How to prepare my data for ANOVA?
40 views (last 30 days)
Show older comments
Steve Schulz
on 3 Aug 2022
Edited: Scott MacKenzie
on 6 Aug 2022
Hi there,
I'm currently analyzing data from a randomized, double-blind, cross-over trial. Participants recieved a drug and a placebo, separated by a 7 day wash-out period. I suspect that there is an interaction effect between the drug and the timing of the drug administration. How do I have to prepare my data for a repeated measures ANOVA?
So far I've already extracted the data of interest (the mean value) and aranged it in the following way:
Drug_session1
Drug_session2
Placebo_session1
Placebo_session2
These are 15x1 doubles since there are 30 participants.
In order to execute the ANOVA I have to concatenate the 4 single 15x1 doubles, but in what way?
Thanks a lot!
5 Comments
Scott MacKenzie
on 4 Aug 2022
@Steve Schulz, a repeated measures ANOVA seems appropriate, since each participant received both the real drug and the placebo. So, your experiment is a 2 x 2 mixed design with 30 participants. There were two independent variables. One was drug which was within-subjects (with levels real and placebo) and the other was group which was between-subjects (with levels A and B). The group levels represent the different order of administering the drug.
Fifteen participants were in each group which is why group is a between-subjects factor. However, all 30 participants received both the real drug and the placeble which is why drug is a within-subjects factor.
There was (at least) one dependent variable: cognitive score.
This should be fairly easy to setup using MATLAB's ranova function. Any chance you can post the data, so @Jeff Miller or I can code-up a solution for you?
Accepted Answer
Scott MacKenzie
on 4 Aug 2022
Edited: Scott MacKenzie
on 4 Aug 2022
@Steve Schulz, thanks for posting the data. You have organized the data in a slighly peculiar way. You've got session 1 in rows 1 to15 and session 2 in rows 16 to 30. But, to organize the data for the anova, you want one row per participant, with the repeated measurements across the columns. So, the first step in my answer below is to rearrange the data. See code and comment below.
As seen in the ANOVA table, the effect of Dose Type on Cognitive Score was statistically significant, F(1,28) = 20.575, p = .0001. The effect of Group on Cognitive Score was also statistically significant, F(1,28) = 4.368, p = 0.0458). This just barely meets the conventional threshold for significance. So, the Group effect was modest, albeit statistically significant. The Dose Type x Group interaction effect was not statistically significant, however, F(1,28) = 0.250, ns).

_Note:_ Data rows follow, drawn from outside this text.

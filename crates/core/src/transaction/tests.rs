//! Tests for scheduled transactions.

use chrono::{NaiveDate, NaiveDateTime};
use rstest::{fixture, rstest};
use rust_decimal_macros::dec;

use finaizen_shared::types::{Currency, Money, UserId};

use super::error::TransactionError;
use super::types::{CreateScheduledTransactionInput, ScheduledTransaction, TransactionKind};
use crate::recurrence::{Recurrence, RecurrenceError, TimeOfDay, WeekdaySet};

fn at(y: i32, m: u32, d: u32, h: u32, min: u32) -> NaiveDateTime {
    NaiveDate::from_ymd_opt(y, m, d)
        .unwrap()
        .and_hms_opt(h, min, 0)
        .unwrap()
}

#[fixture]
fn salary_input() -> CreateScheduledTransactionInput {
    CreateScheduledTransactionInput {
        user_id: UserId::new(),
        kind: TransactionKind::Income,
        amount: Money::new(dec!(18500.00), Currency::Mxn),
        description: "  Quincena  ".to_string(),
        category: "Salary".to_string(),
        recurrence: Recurrence::monthly(15).unwrap(),
        time_of_day: TimeOfDay::new(9, 0).unwrap(),
    }
}

#[rstest]
fn test_new_seeds_next_occurrence(salary_input: CreateScheduledTransactionInput) {
    let tx = ScheduledTransaction::new(salary_input, at(2026, 3, 10, 12, 0)).unwrap();

    assert!(tx.schedule.active);
    assert_eq!(tx.schedule.next_occurrence, Some(at(2026, 3, 15, 9, 0)));
    assert_eq!(tx.description, "Quincena");
    assert_eq!(tx.created_at, at(2026, 3, 10, 12, 0));
}

#[rstest]
#[case::zero(dec!(0))]
#[case::negative(dec!(-120.50))]
fn test_new_rejects_non_positive_amount(
    mut salary_input: CreateScheduledTransactionInput,
    #[case] amount: rust_decimal::Decimal,
) {
    salary_input.amount = Money::new(amount, Currency::Mxn);
    let result = ScheduledTransaction::new(salary_input, at(2026, 3, 10, 12, 0));
    assert_eq!(result, Err(TransactionError::NonPositiveAmount));
}

#[rstest]
fn test_new_rejects_blank_description(mut salary_input: CreateScheduledTransactionInput) {
    salary_input.description = "   ".to_string();
    let result = ScheduledTransaction::new(salary_input, at(2026, 3, 10, 12, 0));
    assert_eq!(result, Err(TransactionError::EmptyDescription));
}

#[rstest]
fn test_new_rejects_empty_weekly_schedule(mut salary_input: CreateScheduledTransactionInput) {
    salary_input.recurrence = Recurrence::Weekly {
        weekdays: WeekdaySet::empty(),
    };
    let result = ScheduledTransaction::new(salary_input, at(2026, 3, 10, 12, 0));
    assert_eq!(
        result,
        Err(TransactionError::Recurrence(
            RecurrenceError::NoQualifyingWeekday
        ))
    );
}

#[rstest]
fn test_execute_materializes_history_and_advances(salary_input: CreateScheduledTransactionInput) {
    let tx = ScheduledTransaction::new(salary_input, at(2026, 3, 10, 12, 0)).unwrap();
    let now = at(2026, 3, 15, 9, 5);

    let execution = tx.execute(now).unwrap();

    assert_eq!(execution.entry.scheduled_transaction_id, tx.id);
    assert_eq!(execution.entry.user_id, tx.user_id);
    assert_eq!(execution.entry.occurred_at, at(2026, 3, 15, 9, 0));
    assert_eq!(execution.entry.recorded_at, now);
    assert_eq!(execution.entry.amount, tx.amount);
    assert_eq!(execution.entry.signed_amount().amount, dec!(18500.00));

    assert_eq!(execution.transaction.id, tx.id);
    assert_eq!(
        execution.transaction.schedule.next_occurrence,
        Some(at(2026, 4, 15, 9, 0))
    );
    assert!(!execution.transaction.is_due(now));
    assert_eq!(
        tx.schedule.next_occurrence,
        Some(at(2026, 3, 15, 9, 0)),
        "original left untouched"
    );
}

#[rstest]
fn test_execute_before_due_fails(salary_input: CreateScheduledTransactionInput) {
    let tx = ScheduledTransaction::new(salary_input, at(2026, 3, 10, 12, 0)).unwrap();
    assert_eq!(
        tx.execute(at(2026, 3, 15, 8, 59)),
        Err(TransactionError::NotDue)
    );
}

#[rstest]
fn test_one_off_expense_fires_once(mut salary_input: CreateScheduledTransactionInput) {
    salary_input.kind = TransactionKind::Expense;
    salary_input.amount = Money::new(dec!(2300), Currency::Mxn);
    salary_input.recurrence = Recurrence::OneOff {
        date: NaiveDate::from_ymd_opt(2026, 3, 9).unwrap(),
    };
    let now = at(2026, 3, 10, 12, 0);
    let tx = ScheduledTransaction::new(salary_input, now).unwrap();
    assert!(tx.is_due(now), "past one-off is due immediately");
    assert_eq!(tx.signed_amount().amount, dec!(-2300));

    let execution = tx.execute(now).unwrap();
    assert_eq!(execution.entry.signed_amount().amount, dec!(-2300));
    assert!(!execution.transaction.schedule.active);
    assert_eq!(
        execution.transaction.execute(at(2027, 1, 1, 0, 0)),
        Err(TransactionError::Inactive)
    );
}

#[rstest]
fn test_reschedule_reactivates_and_recomputes(mut salary_input: CreateScheduledTransactionInput) {
    salary_input.recurrence = Recurrence::OneOff {
        date: NaiveDate::from_ymd_opt(2026, 3, 9).unwrap(),
    };
    let now = at(2026, 3, 10, 12, 0);
    let spent = ScheduledTransaction::new(salary_input, now)
        .unwrap()
        .execute(now)
        .unwrap()
        .transaction;

    let weekdays: WeekdaySet = [chrono::Weekday::Fri].into_iter().collect();
    let rescheduled = spent
        .reschedule(
            Recurrence::weekly(weekdays).unwrap(),
            TimeOfDay::new(20, 0).unwrap(),
            now,
        )
        .unwrap();

    assert_eq!(rescheduled.id, spent.id);
    assert!(rescheduled.schedule.active);
    // 2026-03-10 is a Tuesday.
    assert_eq!(
        rescheduled.schedule.next_occurrence,
        Some(at(2026, 3, 13, 20, 0))
    );
}

#[rstest]
fn test_upcoming_preview(salary_input: CreateScheduledTransactionInput) {
    let tx = ScheduledTransaction::new(salary_input, at(2026, 3, 10, 12, 0)).unwrap();
    let preview: Vec<_> = tx.upcoming(at(2026, 3, 10, 12, 0), 3).collect();
    assert_eq!(
        preview,
        vec![
            at(2026, 3, 15, 9, 0),
            at(2026, 4, 15, 9, 0),
            at(2026, 5, 15, 9, 0)
        ]
    );
}

#[rstest]
fn test_json_round_trip_preserves_schedule(salary_input: CreateScheduledTransactionInput) {
    let tx = ScheduledTransaction::new(salary_input, at(2026, 3, 10, 12, 0)).unwrap();
    let json = serde_json::to_string(&tx).unwrap();
    let back: ScheduledTransaction = serde_json::from_str(&json).unwrap();
    assert_eq!(back, tx);
}
//! Recurring-transaction scheduling.
//!
//! This module implements the schedule logic shared by income and expense
//! entries:
//! - Schedule descriptor types (frequency, weekdays, day of month, time of day)
//! - Next-occurrence computation and due-ness checks
//! - Advancing a schedule after it fired
//! - Previewing upcoming occurrences

pub mod engine;
pub mod error;
pub mod types;
pub mod upcoming;

#[cfg(test)]
mod engine_props;

pub use engine::RecurrenceEngine;
pub use error::RecurrenceError;
pub use types::{DayOfMonth, Frequency, Recurrence, ScheduleDescriptor, TimeOfDay, WeekdaySet};
pub use upcoming::Upcoming;
//! JSON snapshots of the in-memory store.

use std::path::Path;

use serde::{Deserialize, Serialize};
use thiserror::Error;
use tracing::{debug, info};

use finaizen_core::transaction::{HistoryEntry, ScheduledTransaction};
use finaizen_shared::AppError;

use crate::repositories::InMemoryStore;

/// Current snapshot format version.
pub const SNAPSHOT_VERSION: u32 = 1;

/// Snapshot I/O errors.
#[derive(Debug, Error)]
pub enum SnapshotError {
    /// Reading or writing the file failed.
    #[error("snapshot I/O error: {0}")]
    Io(#[from] std::io::Error),

    /// The file is not a valid snapshot.
    #[error("snapshot JSON error: {0}")]
    Json(#[from] serde_json::Error),

    /// The file was written by an unknown format version.
    #[error("unsupported snapshot version {0} (expected {SNAPSHOT_VERSION})")]
    UnsupportedVersion(u32),
}

impl From<SnapshotError> for AppError {
    fn from(err: SnapshotError) -> Self {
        Self::Storage(err.to_string())
    }
}

/// Serializable copy of every schedule and history record.
#[derive(Debug, Clone, PartialEq, Eq, Serialize, Deserialize)]
pub struct Snapshot {
    /// Format version.
    pub version: u32,
    /// Scheduled transactions.
    pub schedules: Vec<ScheduledTransaction>,
    /// History records.
    pub history: Vec<HistoryEntry>,
}

impl Default for Snapshot {
    fn default() -> Self {
        Self {
            version: SNAPSHOT_VERSION,
            schedules: Vec::new(),
            history: Vec::new(),
        }
    }
}

impl Snapshot {
    /// Copies the current contents of `store`.
    #[must_use]
    pub fn capture(store: &InMemoryStore) -> Self {
        Self {
            version: SNAPSHOT_VERSION,
            schedules: store.all_schedules(),
            history: store.all_history(),
        }
    }

    /// Builds a store holding this snapshot's records.
    #[must_use]
    pub fn into_store(self) -> InMemoryStore {
        InMemoryStore::from_parts(self.schedules, self.history)
    }

    /// Reads a snapshot from `path`. A missing file yields an empty snapshot.
    ///
    /// # Errors
    ///
    /// Returns `SnapshotError` if the file cannot be read or parsed.
    pub async fn load(path: impl AsRef<Path>) -> Result<Self, SnapshotError> {
        let path = path.as_ref();
        let bytes = match tokio::fs::read(path).await {
            Ok(bytes) => bytes,
            Err(err) if err.kind() == std::io::ErrorKind::NotFound => {
                info!(path = %path.display(), "No snapshot found, starting empty");
                return Ok(Self::default());
            }
            Err(err) => return Err(err.into()),
        };

        let snapshot: Self = serde_json::from_slice(&bytes)?;
        if snapshot.version != SNAPSHOT_VERSION {
            return Err(SnapshotError::UnsupportedVersion(snapshot.version));
        }
        debug!(
            path = %path.display(),
            schedules = snapshot.schedules.len(),
            history = snapshot.history.len(),
            "Loaded snapshot"
        );
        Ok(snapshot)
    }

    /// Writes the snapshot to `path`, replacing any previous file.
    ///
    /// The data goes to a sibling temporary file first and is renamed into
    /// place, so readers never see a partial snapshot.
    ///
    /// # Errors
    ///
    /// Returns `SnapshotError` if the file cannot be written.
    pub async fn save(&self, path: impl AsRef<Path>) -> Result<(), SnapshotError> {
        let path = path.as_ref();
        if let Some(parent) = path.parent().filter(|p| !p.as_os_str().is_empty()) {
            tokio::fs::create_dir_all(parent).await?;
        }

        let json = serde_json::to_vec_pretty(self)?;
        let tmp = path.with_extension("json.tmp");
        tokio::fs::write(&tmp, json).await?;
        tokio::fs::rename(&tmp, path).await?;

        debug!(
            path = %path.display(),
            schedules = self.schedules.len(),
            history = self.history.len(),
            "Saved snapshot"
        );
        Ok(())
    }
}
//! Schedule descriptor types.

use std::fmt;
use std::str::FromStr;

use chrono::{NaiveDate, NaiveDateTime, NaiveTime, Timelike, Weekday};
use serde::{Deserialize, Serialize};

use super::engine::RecurrenceEngine;
use super::error::RecurrenceError;

/// Bare frequency tag of a schedule.
#[derive(Debug, Clone, Copy, PartialEq, Eq, Hash, Serialize, Deserialize)]
#[serde(rename_all = "snake_case")]
pub enum Frequency {
    /// Every day.
    Daily,
    /// On selected weekdays.
    Weekly,
    /// On a fixed day of every month.
    Monthly,
    /// On a fixed month/day of every year.
    Yearly,
    /// Exactly once.
    OneOff,
}

impl fmt::Display for Frequency {
    fn fmt(&self, f: &mut fmt::Formatter<'_>) -> fmt::Result {
        match self {
            Self::Daily => write!(f, "daily"),
            Self::Weekly => write!(f, "weekly"),
            Self::Monthly => write!(f, "monthly"),
            Self::Yearly => write!(f, "yearly"),
            Self::OneOff => write!(f, "one_off"),
        }
    }
}

/// Set of weekdays, numbered 0 = Sunday through 6 = Saturday.
///
/// Serialized as a sorted list of those numbers.
#[derive(Debug, Clone, Copy, Default, PartialEq, Eq, Hash, Serialize, Deserialize)]
#[serde(try_from = "Vec<u8>", into = "Vec<u8>")]
pub struct WeekdaySet(u8);

impl WeekdaySet {
    /// Creates a set with no days in it.
    #[must_use]
    pub const fn empty() -> Self {
        Self(0)
    }

    /// Builds a set from weekday numbers (0 = Sunday .. 6 = Saturday).
    ///
    /// # Errors
    ///
    /// Returns `RecurrenceError::InvalidWeekdayNumber` for numbers above 6.
    pub fn from_numbers(numbers: &[u8]) -> Result<Self, RecurrenceError> {
        numbers.iter().try_fold(Self::empty(), |set, &n| {
            if n > 6 {
                return Err(RecurrenceError::InvalidWeekdayNumber(n));
            }
            Ok(Self(set.0 | (1 << n)))
        })
    }

    /// Returns a copy of the set with `day` added.
    #[must_use]
    pub fn with(self, day: Weekday) -> Self {
        Self(self.0 | Self::bit(day))
    }

    /// Returns true if `day` is in the set.
    #[must_use]
    pub fn contains(self, day: Weekday) -> bool {
        self.0 & Self::bit(day) != 0
    }

    /// Returns true if no day is in the set.
    #[must_use]
    pub const fn is_empty(self) -> bool {
        self.0 == 0
    }

    /// Number of days in the set.
    #[must_use]
    pub const fn len(self) -> u32 {
        self.0.count_ones()
    }

    /// Iterates the days in the set, Sunday first.
    pub fn iter(self) -> impl Iterator<Item = Weekday> {
        (0u8..7)
            .filter(move |n| self.0 & (1 << n) != 0)
            .map(weekday_from_sunday)
    }

    fn bit(day: Weekday) -> u8 {
        1 << day.num_days_from_sunday()
    }
}

fn weekday_from_sunday(n: u8) -> Weekday {
    match n {
        0 => Weekday::Sun,
        1 => Weekday::Mon,
        2 => Weekday::Tue,
        3 => Weekday::Wed,
        4 => Weekday::Thu,
        5 => Weekday::Fri,
        _ => Weekday::Sat,
    }
}

impl FromIterator<Weekday> for WeekdaySet {
    fn from_iter<I: IntoIterator<Item = Weekday>>(iter: I) -> Self {
        iter.into_iter().fold(Self::empty(), Self::with)
    }
}

impl TryFrom<Vec<u8>> for WeekdaySet {
    type Error = RecurrenceError;

    fn try_from(numbers: Vec<u8>) -> Result<Self, Self::Error> {
        Self::from_numbers(&numbers)
    }
}

impl From<WeekdaySet> for Vec<u8> {
    fn from(set: WeekdaySet) -> Self {
        (0u8..7).filter(|n| set.0 & (1 << n) != 0).collect()
    }
}

/// Day of the month a monthly schedule fires on (1-31).
///
/// Months shorter than the configured day fire on their last day.
#[derive(Debug, Clone, Copy, PartialEq, Eq, Hash, PartialOrd, Ord, Serialize, Deserialize)]
#[serde(try_from = "u32", into = "u32")]
pub struct DayOfMonth(u32);

impl DayOfMonth {
    /// Creates a validated day of month.
    ///
    /// # Errors
    ///
    /// Returns `RecurrenceError::InvalidDayOfMonth` outside 1-31.
    pub fn new(day: u32) -> Result<Self, RecurrenceError> {
        if (1..=31).contains(&day) {
            Ok(Self(day))
        } else {
            Err(RecurrenceError::InvalidDayOfMonth(day))
        }
    }

    /// Returns the raw day number.
    #[must_use]
    pub const fn get(self) -> u32 {
        self.0
    }
}

impl TryFrom<u32> for DayOfMonth {
    type Error = RecurrenceError;

    fn try_from(day: u32) -> Result<Self, Self::Error> {
        Self::new(day)
    }
}

impl From<DayOfMonth> for u32 {
    fn from(day: DayOfMonth) -> Self {
        day.0
    }
}

/// Wall-clock time a schedule fires at, with minute precision.
///
/// Serialized as `"HH:MM"`.
#[derive(Debug, Clone, Copy, PartialEq, Eq, Hash, PartialOrd, Ord, Serialize, Deserialize)]
#[serde(try_from = "String", into = "String")]
pub struct TimeOfDay(NaiveTime);

impl TimeOfDay {
    /// Creates a time of day from hour (0-23) and minute (0-59).
    ///
    /// # Errors
    ///
    /// Returns `RecurrenceError::InvalidTimeOfDay` if either part is out of range.
    pub fn new(hour: u32, minute: u32) -> Result<Self, RecurrenceError> {
        NaiveTime::from_hms_opt(hour, minute, 0)
            .map(Self)
            .ok_or(RecurrenceError::InvalidTimeOfDay { hour, minute })
    }

    /// Hour component.
    #[must_use]
    pub fn hour(self) -> u32 {
        self.0.hour()
    }

    /// Minute component.
    #[must_use]
    pub fn minute(self) -> u32 {
        self.0.minute()
    }

    /// Places this time on `date`, with zero seconds.
    #[must_use]
    pub fn on(self, date: NaiveDate) -> NaiveDateTime {
        date.and_time(self.0)
    }
}

impl fmt::Display for TimeOfDay {
    fn fmt(&self, f: &mut fmt::Formatter<'_>) -> fmt::Result {
        write!(f, "{:02}:{:02}", self.hour(), self.minute())
    }
}

impl FromStr for TimeOfDay {
    type Err = RecurrenceError;

    fn from_str(s: &str) -> Result<Self, Self::Err> {
        let malformed = || RecurrenceError::MalformedTimeOfDay(s.to_string());
        let (hour, minute) = s.split_once(':').ok_or_else(malformed)?;
        let hour = hour.parse().map_err(|_| malformed())?;
        let minute = minute.parse().map_err(|_| malformed())?;
        Self::new(hour, minute)
    }
}

impl TryFrom<String> for TimeOfDay {
    type Error = RecurrenceError;

    fn try_from(s: String) -> Result<Self, Self::Error> {
        s.parse()
    }
}

impl From<TimeOfDay> for String {
    fn from(time: TimeOfDay) -> Self {
        time.to_string()
    }
}

/// Frequency together with the anchor fields that frequency needs.
#[derive(Debug, Clone, Copy, PartialEq, Eq, Serialize, Deserialize)]
#[serde(tag = "frequency", rename_all = "snake_case")]
pub enum Recurrence {
    /// Fires every day.
    Daily,
    /// Fires on each qualifying weekday.
    Weekly {
        /// Qualifying weekdays; must not be empty.
        weekdays: WeekdaySet,
    },
    /// Fires once a month.
    Monthly {
        /// Day of the month, clamped to the month's last day.
        day_of_month: DayOfMonth,
    },
    /// Fires once a year on the anchor's month and day; the anchor's year is ignored.
    Yearly {
        /// Month/day anchor.
        anchor: NaiveDate,
    },
    /// Fires exactly once on `date`.
    OneOff {
        /// The single firing date.
        date: NaiveDate,
    },
}

impl Recurrence {
    /// Weekly recurrence on the given days.
    ///
    /// # Errors
    ///
    /// Returns `RecurrenceError::EmptyWeekdaySet` if `weekdays` is empty.
    pub fn weekly(weekdays: WeekdaySet) -> Result<Self, RecurrenceError> {
        if weekdays.is_empty() {
            return Err(RecurrenceError::EmptyWeekdaySet);
        }
        Ok(Self::Weekly { weekdays })
    }

    /// Monthly recurrence on the given day.
    ///
    /// # Errors
    ///
    /// Returns `RecurrenceError::InvalidDayOfMonth` outside 1-31.
    pub fn monthly(day_of_month: u32) -> Result<Self, RecurrenceError> {
        Ok(Self::Monthly {
            day_of_month: DayOfMonth::new(day_of_month)?,
        })
    }

    /// Returns the bare frequency tag.
    #[must_use]
    pub const fn frequency(&self) -> Frequency {
        match self {
            Self::Daily => Frequency::Daily,
            Self::Weekly { .. } => Frequency::Weekly,
            Self::Monthly { .. } => Frequency::Monthly,
            Self::Yearly { .. } => Frequency::Yearly,
            Self::OneOff { .. } => Frequency::OneOff,
        }
    }

    /// Qualifying weekdays, for weekly schedules.
    #[must_use]
    pub const fn qualifying_weekdays(&self) -> Option<WeekdaySet> {
        match self {
            Self::Weekly { weekdays } => Some(*weekdays),
            _ => None,
        }
    }

    /// Day of month, for monthly schedules.
    #[must_use]
    pub const fn day_of_month(&self) -> Option<DayOfMonth> {
        match self {
            Self::Monthly { day_of_month } => Some(*day_of_month),
            _ => None,
        }
    }

    /// Anchor date, for yearly and one-off schedules.
    #[must_use]
    pub const fn specific_date(&self) -> Option<NaiveDate> {
        match self {
            Self::Yearly { anchor } => Some(*anchor),
            Self::OneOff { date } => Some(*date),
            _ => None,
        }
    }
}

/// When a transaction fires next, and whether it still fires at all.
#[derive(Debug, Clone, Copy, PartialEq, Eq, Serialize, Deserialize)]
pub struct ScheduleDescriptor {
    /// Frequency and anchor fields.
    #[serde(flatten)]
    pub recurrence: Recurrence,
    /// Time of day every occurrence carries.
    pub time_of_day: TimeOfDay,
    /// False once a one-off schedule has fired. Terminal.
    pub active: bool,
    /// Cached next firing instant.
    pub next_occurrence: Option<NaiveDateTime>,
}

impl ScheduleDescriptor {
    /// Creates an active schedule and seeds its next occurrence relative to `now`.
    ///
    /// # Errors
    ///
    /// Returns a `RecurrenceError` if no next occurrence can be computed.
    pub fn new(
        recurrence: Recurrence,
        time_of_day: TimeOfDay,
        now: NaiveDateTime,
    ) -> Result<Self, RecurrenceError> {
        let mut descriptor = Self {
            recurrence,
            time_of_day,
            active: true,
            next_occurrence: None,
        };
        descriptor.next_occurrence = Some(RecurrenceEngine::compute_next_occurrence(
            &descriptor,
            now,
        )?);
        Ok(descriptor)
    }

    /// Returns the bare frequency tag.
    #[must_use]
    pub const fn frequency(&self) -> Frequency {
        self.recurrence.frequency()
    }

    /// Returns true for schedules that fire only once.
    #[must_use]
    pub const fn is_one_off(&self) -> bool {
        matches!(self.recurrence, Recurrence::OneOff { .. })
    }
}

% the data, as per posted comment (30x2)
M = [ 61 147
67 106
69 139
32 90
56 157
50 144
71 111
146 187
148 187
141 185
123 155
105 135
115 183
88 147
45 112
58 89
56 98
86 114
86 91
85 93
35 26
113 91
156 166
126 110
190 179
100 124
123 165
149 106
118 142
165 155];
% rearrange data to have one row per participant:
% Group A in rows 1-15, Group B in rows 16-30
% Drug results in column 1, placebo results in column 2
M = [M(1:15,1) M(16:30,2); M(16:30,1) M(1:15,2)];
% put the data into a table
T = array2table(M, 'VariableNames', {'Drug', 'Placebo'});
% add group code
T.Group = [repmat('A', 15, 1); repmat('B', 15, 1)];
% display the table
T
% setup the repeated measures model
withinDesign = table([1 2]', 'VariableNames', { 'DoseType' });
withinDesign.DoseType = categorical(withinDesign.DoseType);
rm = fitrm(T, 'Drug-Placebo ~ Group', 'WithinDesign', withinDesign);
% do the anova (supress output for the moment)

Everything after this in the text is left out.